まず「相続争いが不動産のみ」というケースによる争いを予防的に避けるには二つの方法がある。一つは被相続人の死亡時に死亡保険金が入るようにしておくことである。もう一つは被相続人が生きている内に不動産を処分しておくことである。無論処分できないケースは多い。例えば事業を行っている場合だ。話は少し飛ぶが私は事業者の相続とそれ以外の人の相続について、適応する法律を変えるべきではないか?という仮説を持っている。つまり事業者の相続の場合は「被相続人の遺言が民法の定める遺留分の規定に優先する」というような特別立法を行っても良いのではないか?と考えて始めている(無論これは学会としての意見とはまったく関係がない)。

話を住宅などのように処分可能な不動産に戻すと、生前に自宅を処分して賃貸住宅に移っておくというのも結果として揉め事を減らす方法の一つだろう。ただし「相続争いをなくすために賃貸住宅に移る」というのでは、まったく主客転倒である。身辺整理を考えて身軽で気軽な生き方を目指した結果、賃貸住宅という選択肢を選び、それが結果として相続争いを防いだという程度の話なのだろう。

二番目の「介護」について予防的に考えると幾つかのことが考えられる。一つは「介護」を受けない老後を目指すことである。と偉そうなことを書いたが、書いている私だって死ぬまで介護状態にならないとは限らない。だがその可能性を低くする方法はある。それは心身とも健康な生き方を送ることである。そのことは専門書に譲るが、多くの本は健康のために運動することを進めている。

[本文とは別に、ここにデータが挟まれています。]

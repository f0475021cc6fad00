//! Configuration module
//!
//! Process configuration is read once from the environment (and an optional
//! `.env` file) at startup and validated before any service is built.

use std::env;
use std::path::PathBuf;

use crate::constants::{
    DEFAULT_MEDIA_TOOL_TIMEOUT_SECS, MAX_THUMBNAIL_UPLOAD_BYTES, MAX_VIDEO_UPLOAD_BYTES,
    SHELL_METACHARACTERS,
};
use crate::storage_types::{PublisherKind, StorageBackend};

const DEFAULT_PORT: u16 = 8091;
const MAX_CONNECTIONS: u32 = 10;
const CONNECTION_TIMEOUT_SECS: u64 = 30;
const JWT_EXPIRY_HOURS: i64 = 24;
const THUMBNAIL_CACHE_CAPACITY: usize = 1024;

/// Server-level settings shared by every route
#[derive(Clone, Debug)]
pub struct BaseConfig {
    pub server_port: u16,
    pub environment: String,
    pub cors_origins: Vec<String>,
    pub jwt_secret: String,
    pub jwt_expiry_hours: i64,
    /// Base URL under which this process is reachable; used for re-served assets.
    pub public_base_url: String,
}

#[derive(Clone, Debug)]
pub struct DatabaseConfig {
    /// `None` selects the in-memory video store.
    pub database_url: Option<String>,
    pub max_connections: u32,
    pub timeout_seconds: u64,
}

#[derive(Clone, Debug)]
pub struct StorageConfig {
    pub backend: StorageBackend,
    pub s3_bucket: Option<String>,
    pub s3_region: Option<String>,
    pub s3_endpoint: Option<String>, // Custom endpoint for S3-compatible providers (MinIO, etc.)
    pub aws_region: Option<String>,
    pub local_storage_path: Option<String>,
    pub local_storage_base_url: Option<String>,
    pub thumbnail_publisher: PublisherKind,
    pub thumbnail_cache_capacity: usize,
}

impl StorageConfig {
    /// Region for the S3 backend, preferring `S3_REGION` over `AWS_REGION`.
    pub fn region(&self) -> Option<&str> {
        self.s3_region.as_deref().or(self.aws_region.as_deref())
    }
}

#[derive(Clone, Debug)]
pub struct MediaConfig {
    pub scratch_dir: PathBuf,
    pub ffprobe_path: String,
    pub ffmpeg_path: String,
    pub tool_timeout_secs: u64,
    pub max_video_size_bytes: usize,
    pub max_thumbnail_size_bytes: usize,
}

/// Application configuration.
#[derive(Clone, Debug)]
pub struct Config {
    pub base: BaseConfig,
    pub database: DatabaseConfig,
    pub storage: StorageConfig,
    pub media: MediaConfig,
}

fn env_or<T: std::str::FromStr>(key: &str, default: T) -> Result<T, anyhow::Error> {
    parse_or(key, env::var(key).ok(), default)
}

/// Unset or blank keeps the default; anything else must parse.
fn parse_or<T: std::str::FromStr>(
    key: &str,
    value: Option<String>,
    default: T,
) -> Result<T, anyhow::Error> {
    match value.as_deref().map(str::trim) {
        None | Some("") => Ok(default),
        Some(raw) => raw
            .parse()
            .map_err(|_| anyhow::anyhow!("{} must be a valid number, got '{}'", key, raw)),
    }
}

fn env_opt(key: &str) -> Option<String> {
    env::var(key).ok().filter(|value| !value.trim().is_empty())
}

impl Config {
    pub fn from_env() -> Result<Self, anyhow::Error> {
        dotenvy::dotenv().ok();

        let environment = env::var("ENVIRONMENT")
            .or_else(|_| env::var("APP_ENV"))
            .unwrap_or_else(|_| "development".to_string());

        let cors_origins: Vec<String> = env::var("CORS_ORIGINS")
            .unwrap_or_else(|_| "*".to_string())
            .split(',')
            .map(|s| s.trim().to_string())
            .filter(|s| !s.is_empty())
            .collect();

        let server_port: u16 = env::var("PORT")
            .unwrap_or_else(|_| DEFAULT_PORT.to_string())
            .parse()
            .map_err(|_| anyhow::anyhow!("PORT must be a valid number"))?;

        let base = BaseConfig {
            server_port,
            environment,
            cors_origins,
            jwt_secret: env::var("JWT_SECRET")
                .map_err(|_| anyhow::anyhow!("JWT_SECRET must be set for authentication"))?,
            jwt_expiry_hours: env_or("JWT_EXPIRY_HOURS", JWT_EXPIRY_HOURS)?,
            public_base_url: env_opt("PUBLIC_BASE_URL")
                .map(|url| url.trim_end_matches('/').to_string())
                .unwrap_or_else(|| format!("http://localhost:{}", server_port)),
        };

        let database = DatabaseConfig {
            database_url: env_opt("DATABASE_URL"),
            max_connections: env_or("DB_MAX_CONNECTIONS", MAX_CONNECTIONS)?,
            timeout_seconds: env_or("DB_TIMEOUT_SECONDS", CONNECTION_TIMEOUT_SECS)?,
        };

        let backend = match env_opt("STORAGE_BACKEND") {
            Some(value) => value.parse()?,
            None => StorageBackend::S3,
        };
        let thumbnail_publisher = match env_opt("THUMBNAIL_PUBLISHER") {
            Some(value) => value.parse()?,
            None => PublisherKind::Memory,
        };

        let storage = StorageConfig {
            backend,
            s3_bucket: env_opt("S3_BUCKET"),
            s3_region: env_opt("S3_REGION"),
            s3_endpoint: env_opt("S3_ENDPOINT"),
            aws_region: env_opt("AWS_REGION"),
            local_storage_path: env_opt("LOCAL_STORAGE_PATH"),
            local_storage_base_url: env_opt("LOCAL_STORAGE_BASE_URL"),
            thumbnail_publisher,
            thumbnail_cache_capacity: env_or("THUMBNAIL_CACHE_CAPACITY", THUMBNAIL_CACHE_CAPACITY)?,
        };

        let media = MediaConfig {
            scratch_dir: env_opt("SCRATCH_DIR")
                .map(PathBuf::from)
                .unwrap_or_else(|| env::temp_dir().join("reelhouse")),
            ffprobe_path: env::var("FFPROBE_PATH").unwrap_or_else(|_| "ffprobe".to_string()),
            ffmpeg_path: env::var("FFMPEG_PATH").unwrap_or_else(|_| "ffmpeg".to_string()),
            tool_timeout_secs: env_or("MEDIA_TOOL_TIMEOUT_SECS", DEFAULT_MEDIA_TOOL_TIMEOUT_SECS)?,
            max_video_size_bytes: env_or("MAX_VIDEO_SIZE_BYTES", MAX_VIDEO_UPLOAD_BYTES)?,
            max_thumbnail_size_bytes: env_or("MAX_THUMBNAIL_SIZE_BYTES", MAX_THUMBNAIL_UPLOAD_BYTES)?,
        };

        Ok(Config {
            base,
            database,
            storage,
            media,
        })
    }

    /// Check if the application is running in production mode
    pub fn is_production(&self) -> bool {
        let env = self.base.environment.to_lowercase();
        env == "production" || env == "prod"
    }

    pub fn validate(&self) -> Result<(), anyhow::Error> {
        if self.base.jwt_secret.len() < 32 {
            return Err(anyhow::anyhow!(
                "JWT_SECRET must be at least 32 characters long"
            ));
        }

        if self.is_production() && self.base.cors_origins.iter().any(|o| o == "*") {
            return Err(anyhow::anyhow!(
                "CORS_ORIGINS cannot be '*' in production. Please specify explicit origins."
            ));
        }

        if let Some(url) = &self.database.database_url {
            if !(url.starts_with("postgres://") || url.starts_with("postgresql://")) {
                return Err(anyhow::anyhow!(
                    "DATABASE_URL must be a valid PostgreSQL connection string"
                ));
            }
        }

        match self.storage.backend {
            StorageBackend::S3 => {
                if self.storage.s3_bucket.is_none() {
                    return Err(anyhow::anyhow!(
                        "S3_BUCKET must be set when using S3 storage backend"
                    ));
                }
                if self.storage.region().is_none() {
                    return Err(anyhow::anyhow!(
                        "S3_REGION or AWS_REGION must be set when using S3 storage backend"
                    ));
                }
            }
            StorageBackend::Local => {
                if self.storage.local_storage_path.is_none() {
                    return Err(anyhow::anyhow!(
                        "LOCAL_STORAGE_PATH must be set when using local storage backend"
                    ));
                }
                if self.storage.local_storage_base_url.is_none() {
                    return Err(anyhow::anyhow!(
                        "LOCAL_STORAGE_BASE_URL must be set when using local storage backend"
                    ));
                }
            }
        }

        if self.storage.thumbnail_publisher == PublisherKind::Memory
            && self.storage.thumbnail_cache_capacity == 0
        {
            return Err(anyhow::anyhow!(
                "THUMBNAIL_CACHE_CAPACITY must be greater than zero"
            ));
        }

        for (name, path) in [
            ("FFPROBE_PATH", &self.media.ffprobe_path),
            ("FFMPEG_PATH", &self.media.ffmpeg_path),
        ] {
            if path.is_empty() || path.contains(SHELL_METACHARACTERS) {
                return Err(anyhow::anyhow!("{} contains invalid characters", name));
            }
        }

        if self.media.tool_timeout_secs == 0 {
            return Err(anyhow::anyhow!(
                "MEDIA_TOOL_TIMEOUT_SECS must be greater than zero"
            ));
        }
        if self.media.max_video_size_bytes == 0 || self.media.max_thumbnail_size_bytes == 0 {
            return Err(anyhow::anyhow!("Upload size limits must be greater than zero"));
        }

        Ok(())
    }
}

#[cfg(test)]
mod tests {
    use super::*;

    fn valid_config() -> Config {
        Config {
            base: BaseConfig {
                server_port: DEFAULT_PORT,
                environment: "development".to_string(),
                cors_origins: vec!["*".to_string()],
                jwt_secret: "0123456789abcdef0123456789abcdef".to_string(),
                jwt_expiry_hours: JWT_EXPIRY_HOURS,
                public_base_url: "http://localhost:8091".to_string(),
            },
            database: DatabaseConfig {
                database_url: None,
                max_connections: MAX_CONNECTIONS,
                timeout_seconds: CONNECTION_TIMEOUT_SECS,
            },
            storage: StorageConfig {
                backend: StorageBackend::S3,
                s3_bucket: Some("reelhouse-videos".to_string()),
                s3_region: None,
                s3_endpoint: None,
                aws_region: Some("us-east-1".to_string()),
                local_storage_path: None,
                local_storage_base_url: None,
                thumbnail_publisher: PublisherKind::Memory,
                thumbnail_cache_capacity: THUMBNAIL_CACHE_CAPACITY,
            },
            media: MediaConfig {
                scratch_dir: env::temp_dir(),
                ffprobe_path: "ffprobe".to_string(),
                ffmpeg_path: "/usr/bin/ffmpeg".to_string(),
                tool_timeout_secs: DEFAULT_MEDIA_TOOL_TIMEOUT_SECS,
                max_video_size_bytes: MAX_VIDEO_UPLOAD_BYTES,
                max_thumbnail_size_bytes: MAX_THUMBNAIL_UPLOAD_BYTES,
            },
        }
    }

    #[test]
    fn test_valid_config_passes() {
        let config = valid_config();
        assert!(config.validate().is_ok());
        assert_eq!(config.storage.region(), Some("us-east-1"));
    }

    #[test]
    fn test_short_jwt_secret_rejected() {
        let mut config = valid_config();
        config.base.jwt_secret = "short".to_string();
        let err = config.validate().unwrap_err();
        assert!(err.to_string().contains("JWT_SECRET"));
    }

    #[test]
    fn test_s3_backend_requires_region() {
        let mut config = valid_config();
        config.storage.aws_region = None;
        assert!(config.validate().is_err());

        config.storage.s3_region = Some("eu-west-3".to_string());
        assert!(config.validate().is_ok());
        assert_eq!(config.storage.region(), Some("eu-west-3"));
    }

    #[test]
    fn test_local_backend_requires_base_url() {
        let mut config = valid_config();
        config.storage.backend = StorageBackend::Local;
        config.storage.local_storage_path = Some("/var/lib/reelhouse".to_string());
        let err = config.validate().unwrap_err();
        assert!(err.to_string().contains("LOCAL_STORAGE_BASE_URL"));
    }

    #[test]
    fn test_tool_path_with_metacharacters_rejected() {
        let mut config = valid_config();
        config.media.ffmpeg_path = "ffmpeg; rm -rf /".to_string();
        let err = config.validate().unwrap_err();
        assert!(err.to_string().contains("FFMPEG_PATH"));
    }

    #[test]
    fn test_wildcard_cors_rejected_in_production() {
        let mut config = valid_config();
        config.base.environment = "Production".to_string();
        assert!(config.is_production());
        assert!(config.validate().is_err());

        config.base.cors_origins = vec!["https://app.example.com".to_string()];
        assert!(config.validate().is_ok());
    }

    #[test]
    fn test_numeric_setting_falls_back_only_when_unset() {
        assert_eq!(parse_or("DB_MAX_CONNECTIONS", None, 10u32).unwrap(), 10);
        assert_eq!(parse_or("DB_MAX_CONNECTIONS", Some("  ".to_string()), 10u32).unwrap(), 10);
        assert_eq!(parse_or("DB_MAX_CONNECTIONS", Some(" 25 ".to_string()), 10u32).unwrap(), 25);
    }

    #[test]
    fn test_malformed_numeric_setting_rejected() {
        let err = parse_or("MAX_VIDEO_SIZE_BYTES", Some("1GB".to_string()), 1usize).unwrap_err();
        assert!(err.to_string().contains("MAX_VIDEO_SIZE_BYTES"));

        let err = parse_or("MEDIA_TOOL_TIMEOUT_SECS", Some("-5".to_string()), 300u64).unwrap_err();
        assert!(err.to_string().contains("-5"));
    }

    #[test]
    fn test_database_url_must_be_postgres() {
        let mut config = valid_config();
        config.database.database_url = Some("mysql://localhost/videos".to_string());
        assert!(config.validate().is_err());
        config.database.database_url = Some("postgres://localhost/videos".to_string());
        assert!(config.validate().is_ok());
    }
}
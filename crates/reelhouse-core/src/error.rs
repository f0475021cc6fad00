//! Error types module
//!
//! All failures that can reach a caller are unified under [`AppError`]. Each
//! variant self-describes its HTTP presentation through [`ErrorMetadata`].
//!
//! The `Database` variant carries a `sqlx::Error` when the `sqlx` feature is
//! enabled and a plain message otherwise.

use std::io;

#[cfg(feature = "sqlx")]
use sqlx::Error as SqlxError;

/// Log level for error reporting
#[derive(Debug, Clone, Copy, PartialEq, Eq)]
pub enum LogLevel {
    /// Debug level - for expected errors like validation failures
    Debug,
    /// Warning level - for rejected but well-formed requests
    Warn,
    /// Error level - for unexpected failures
    Error,
}

/// Metadata for error responses - defines how an error should be presented
pub trait ErrorMetadata {
    /// HTTP status code to return
    fn http_status_code(&self) -> u16;

    /// Machine-readable error code (e.g., "MEDIA_PROCESSING_ERROR")
    fn error_code(&self) -> &'static str;

    /// Whether this error is recoverable (can be retried)
    fn is_recoverable(&self) -> bool;

    /// Suggested action for the client
    fn suggested_action(&self) -> Option<&'static str>;

    /// Client-facing message (may differ from internal error message)
    fn client_message(&self) -> String;

    /// Whether details should be hidden from clients
    fn is_sensitive(&self) -> bool;

    /// Log level for this error
    fn log_level(&self) -> LogLevel;
}

#[derive(Debug, thiserror::Error)]
pub enum AppError {
    #[cfg(feature = "sqlx")]
    #[error("Database error: {0}")]
    Database(#[source] SqlxError),

    #[cfg(not(feature = "sqlx"))]
    #[error("Database error: {0}")]
    Database(String),

    #[error("Storage error: {0}")]
    Storage(String),

    #[error("Media processing error: {0}")]
    MediaProcessing(String),

    #[error("Bad request: {0}")]
    BadRequest(String),

    #[error("Unauthorized: {0}")]
    Unauthorized(String),

    #[error("Forbidden: {0}")]
    Forbidden(String),

    #[error("Not found: {0}")]
    NotFound(String),

    #[error("Internal error: {0}")]
    Internal(String),

    #[error("Internal error with source")]
    InternalWithSource {
        message: String,
        #[source]
        source: anyhow::Error,
    },
}

#[cfg(feature = "sqlx")]
impl From<SqlxError> for AppError {
    fn from(err: SqlxError) -> Self {
        AppError::Database(err)
    }
}

impl From<anyhow::Error> for AppError {
    fn from(err: anyhow::Error) -> Self {
        AppError::InternalWithSource {
            message: err.to_string(),
            source: err,
        }
    }
}

impl From<io::Error> for AppError {
    fn from(err: io::Error) -> Self {
        AppError::Internal(format!("IO error: {}", err))
    }
}

impl From<uuid::Error> for AppError {
    fn from(err: uuid::Error) -> Self {
        AppError::BadRequest(format!("Invalid video ID: {}", err))
    }
}

/// Static metadata for each variant: (http_status, error_code, recoverable, suggested_action, sensitive, log_level).
fn app_error_static_metadata(
    err: &AppError,
) -> (
    u16,
    &'static str,
    bool,
    Option<&'static str>,
    bool,
    LogLevel,
) {
    match err {
        AppError::Database(_) => (
            500,
            "DATABASE_ERROR",
            true,
            Some("Retry after a short delay"),
            true,
            LogLevel::Error,
        ),
        AppError::Storage(_) => (
            500,
            "STORAGE_ERROR",
            true,
            Some("Retry the upload after a short delay"),
            true,
            LogLevel::Error,
        ),
        AppError::MediaProcessing(_) => (
            500,
            "MEDIA_PROCESSING_ERROR",
            false,
            Some("Check that the file is a valid MP4 video"),
            true,
            LogLevel::Error,
        ),
        AppError::BadRequest(_) => (
            400,
            "BAD_REQUEST",
            false,
            Some("Check request format and parameters"),
            false,
            LogLevel::Debug,
        ),
        AppError::Unauthorized(_) => (
            401,
            "UNAUTHORIZED",
            false,
            Some("Check the bearer token"),
            false,
            LogLevel::Debug,
        ),
        AppError::Forbidden(_) => (
            403,
            "FORBIDDEN",
            false,
            None,
            false,
            LogLevel::Warn,
        ),
        AppError::NotFound(_) => (
            404,
            "NOT_FOUND",
            false,
            Some("Verify the video ID exists"),
            false,
            LogLevel::Debug,
        ),
        AppError::Internal(_) | AppError::InternalWithSource { .. } => (
            500,
            "INTERNAL_ERROR",
            true,
            Some("Retry after a short delay"),
            true,
            LogLevel::Error,
        ),
    }
}

impl AppError {
    /// Get the error type name for detailed error responses
    pub fn error_type(&self) -> &str {
        match self {
            AppError::Database(_) => "Database",
            AppError::Storage(_) => "Storage",
            AppError::MediaProcessing(_) => "MediaProcessing",
            AppError::BadRequest(_) => "BadRequest",
            AppError::Unauthorized(_) => "Unauthorized",
            AppError::Forbidden(_) => "Forbidden",
            AppError::NotFound(_) => "NotFound",
            AppError::Internal(_) => "Internal",
            AppError::InternalWithSource { .. } => "Internal",
        }
    }

    /// Get detailed error information including error chain
    pub fn detailed_message(&self) -> String {
        use std::error::Error;

        let mut details = self.to_string();

        let mut source = self.source();
        let mut depth = 0;
        while let Some(err) = source {
            depth += 1;
            if depth > 5 {
                details.push_str("\n  ... (truncated)");
                break;
            }
            details.push_str(&format!("\n  Caused by: {}", err));
            source = err.source();
        }

        details
    }
}

impl ErrorMetadata for AppError {
    fn http_status_code(&self) -> u16 {
        app_error_static_metadata(self).0
    }

    fn error_code(&self) -> &'static str {
        app_error_static_metadata(self).1
    }

    fn is_recoverable(&self) -> bool {
        app_error_static_metadata(self).2
    }

    fn suggested_action(&self) -> Option<&'static str> {
        app_error_static_metadata(self).3
    }

    fn is_sensitive(&self) -> bool {
        app_error_static_metadata(self).4
    }

    fn log_level(&self) -> LogLevel {
        app_error_static_metadata(self).5
    }

    fn client_message(&self) -> String {
        match self {
            AppError::Database(_) => "Failed to access video records".to_string(),
            AppError::Storage(_) => "Failed to store uploaded file".to_string(),
            AppError::MediaProcessing(_) => "Failed to process video".to_string(),
            AppError::BadRequest(ref msg) => msg.clone(),
            AppError::Unauthorized(ref msg) => msg.clone(),
            AppError::Forbidden(ref msg) => msg.clone(),
            AppError::NotFound(ref msg) => msg.clone(),
            AppError::Internal(_) => "Internal server error".to_string(),
            AppError::InternalWithSource { .. } => "Internal server error".to_string(),
        }
    }
}
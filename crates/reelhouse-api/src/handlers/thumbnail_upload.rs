use axum::{
    extract::{multipart::MultipartRejection, Multipart, Path, State},
    Json,
};
use reelhouse_core::models::VideoRecord;
use std::sync::Arc;

use crate::auth::AuthContext;
use crate::error::HttpAppError;
use crate::handlers::parse_video_id;
use crate::state::AppState;
use crate::utils::multipart::read_upload;

/// `POST /api/thumbnail_upload/{video_id}`: store the `thumbnail` form field.
#[tracing::instrument(skip(state, multipart), fields(user_id = %auth.user_id))]
pub async fn upload_thumbnail(
    State(state): State<Arc<AppState>>,
    auth: AuthContext,
    Path(video_id): Path<String>,
    multipart: Result<Multipart, MultipartRejection>,
) -> Result<Json<VideoRecord>, HttpAppError> {
    let video_id = parse_video_id(&video_id)?;
    let mut multipart = multipart?;

    let upload = read_upload(&mut multipart, state.thumbnails.validator()).await?;
    let video = state
        .thumbnails
        .upload(auth.user_id, video_id, upload)
        .await?;

    Ok(Json(video))
}
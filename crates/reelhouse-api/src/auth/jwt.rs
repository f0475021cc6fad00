//! HS256 bearer tokens
//!
//! Tokens are signed with the shared `JWT_SECRET`; the subject is the user id.

use chrono::{Duration, Utc};
use jsonwebtoken::errors::ErrorKind;
use jsonwebtoken::{decode, encode, Algorithm, DecodingKey, EncodingKey, Header, Validation};
use reelhouse_core::AppError;
use uuid::Uuid;

use super::models::JwtClaims;

#[derive(Clone)]
pub struct JwtService {
    encoding_key: EncodingKey,
    decoding_key: DecodingKey,
    expiry_hours: i64,
}

impl std::fmt::Debug for JwtService {
    fn fmt(&self, f: &mut std::fmt::Formatter<'_>) -> std::fmt::Result {
        f.debug_struct("JwtService")
            .field("expiry_hours", &self.expiry_hours)
            .finish_non_exhaustive()
    }
}

impl JwtService {
    pub fn new(secret: &str, expiry_hours: i64) -> Self {
        Self {
            encoding_key: EncodingKey::from_secret(secret.as_bytes()),
            decoding_key: DecodingKey::from_secret(secret.as_bytes()),
            expiry_hours,
        }
    }

    /// Issue a token for `user_id`. Used by tests and operator tooling;
    /// login lives outside this service.
    pub fn issue(&self, user_id: Uuid) -> Result<String, AppError> {
        let now = Utc::now();
        let claims = JwtClaims {
            sub: user_id,
            iat: now.timestamp(),
            exp: (now + Duration::hours(self.expiry_hours)).timestamp(),
        };

        encode(&Header::new(Algorithm::HS256), &claims, &self.encoding_key)
            .map_err(|e| AppError::Internal(format!("Failed to sign token: {}", e)))
    }

    /// Validate a bearer token and return its claims.
    pub fn validate(&self, token: &str) -> Result<JwtClaims, AppError> {
        let mut validation = Validation::new(Algorithm::HS256);
        validation.validate_exp = true;
        validation.leeway = 0;
        validation.set_required_spec_claims(&["exp", "sub"]);

        let token_data = decode::<JwtClaims>(token, &self.decoding_key, &validation).map_err(|e| {
            tracing::debug!("JWT validation failed: {}", e);
            match e.kind() {
                ErrorKind::ExpiredSignature => {
                    AppError::Unauthorized("Token has expired".to_string())
                }
                _ => AppError::Unauthorized("Couldn't validate JWT".to_string()),
            }
        })?;

        Ok(token_data.claims)
    }
}
use async_trait::async_trait;
use base64::Engine;
use uuid::Uuid;

use crate::keys::StorageKey;
use crate::traits::{PublishRequest, Publisher, StorageResult};

/// Embeds the file inline as `data:{content_type};base64,{payload}`.
///
/// Nothing is stored remotely; the URL itself carries the bytes, so this is
/// only suitable for small assets such as thumbnails.
#[derive(Debug, Default, Clone)]
pub struct DataUrlPublisher;

impl DataUrlPublisher {
    pub fn new() -> Self {
        Self
    }
}

pub fn encode_data_url(content_type: &str, data: &[u8]) -> String {
    format!(
        "data:{};base64,{}",
        content_type,
        base64::engine::general_purpose::STANDARD.encode(data)
    )
}

#[async_trait]
impl Publisher for DataUrlPublisher {
    async fn publish(&self, request: PublishRequest) -> StorageResult<String> {
        let data = tokio::fs::read(&request.local_path).await?;
        tracing::debug!(
            video_id = %request.video_id,
            size_bytes = data.len(),
            "Encoding asset as data URL"
        );
        Ok(encode_data_url(&request.content_type, &data))
    }

    // The URL is the asset; nothing to withdraw.
    async fn unpublish(&self, _video_id: Uuid, _key: &StorageKey) -> StorageResult<()> {
        Ok(())
    }

    fn name(&self) -> &'static str {
        "data-url"
    }
}
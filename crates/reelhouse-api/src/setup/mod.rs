//! Application setup and initialization

pub mod database;
pub mod routes;
pub mod server;
pub mod services;

use crate::state::AppState;
use anyhow::{Context, Result};
use reelhouse_core::Config;
use std::sync::Arc;

/// Initialize the entire application
pub async fn initialize_app(config: Config) -> Result<(Arc<AppState>, axum::Router)> {
    crate::telemetry::init_telemetry(crate::telemetry::json_requested())
        .map_err(|e| anyhow::anyhow!("Failed to initialize telemetry: {}", e))?;

    // Fail fast on misconfiguration, before touching the database or storage.
    config
        .validate()
        .context("Configuration validation failed")?;
    tracing::info!(
        environment = %config.base.environment,
        storage_backend = %config.storage.backend,
        thumbnail_publisher = %config.storage.thumbnail_publisher,
        "Configuration loaded and validated successfully"
    );

    let pool = database::setup_database(&config).await?;
    let state = services::initialize_services(&config, pool).await?;
    let router = routes::setup_routes(&config, state.clone())?;

    Ok((state, router))
}
use axum_test::multipart::{MultipartForm, Part};
use bytes::Bytes;

/// A form with one file field.
pub fn file_form(field: &str, file_name: &str, mime_type: &str, data: &[u8]) -> MultipartForm {
    let part = Part::bytes(Bytes::copy_from_slice(data))
        .file_name(file_name)
        .mime_type(mime_type);
    MultipartForm::new().add_part(field.to_string(), part)
}

pub fn video_form(data: &[u8]) -> MultipartForm {
    file_form("video", "launch.mp4", "video/mp4", data)
}

pub fn thumbnail_form(mime_type: &str, data: &[u8]) -> MultipartForm {
    file_form("thumbnail", "launch.png", mime_type, data)
}

/// PNG signature plus an empty IHDR prefix; enough for content-type tests.
pub const PNG_BYTES: &[u8] = &[0x89, 0x50, 0x4E, 0x47, 0x0D, 0x0A, 0x1A, 0x0A];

運動(手段)、健康(目的)という論法であり、比喩的にいうと仏教における修行(手段)、悟り(目的)という考え方であろう。だが日本の曹洞宗の開祖道元禅師は「修証一如」という言葉で、この考え方を否定された。つまり修行=座禅は悟りのために行うのではなく、座禅をすること=静かで充足した生き方自体が目的だという考え方だ。この論法を運動と健康に当てはめると、体を動かすこと自体が既に健康な生き方ということになる。つまり運動をして健康に生きようと思い体を動かし始めた時人はもう健康になっているという考え方だ。

また健康に一律の基準がある訳ではない。他人から見ると体が不自由そうに見えても本人は至って健康と考える場合もあり、その逆もある。

積極的に生きようとする思いが健康促進につながり、ひいては「要介護期間」を短くし、相続争いを緩和する可能性は高いと私は考えている。ただしこれもまた「相続争い」を防ぐために「運動をし健康を維持する」というのでは話は逆転している。

つまるところ「円満な相続」とは「充実した人生」の投影像なのである、というのが今日の結論だ。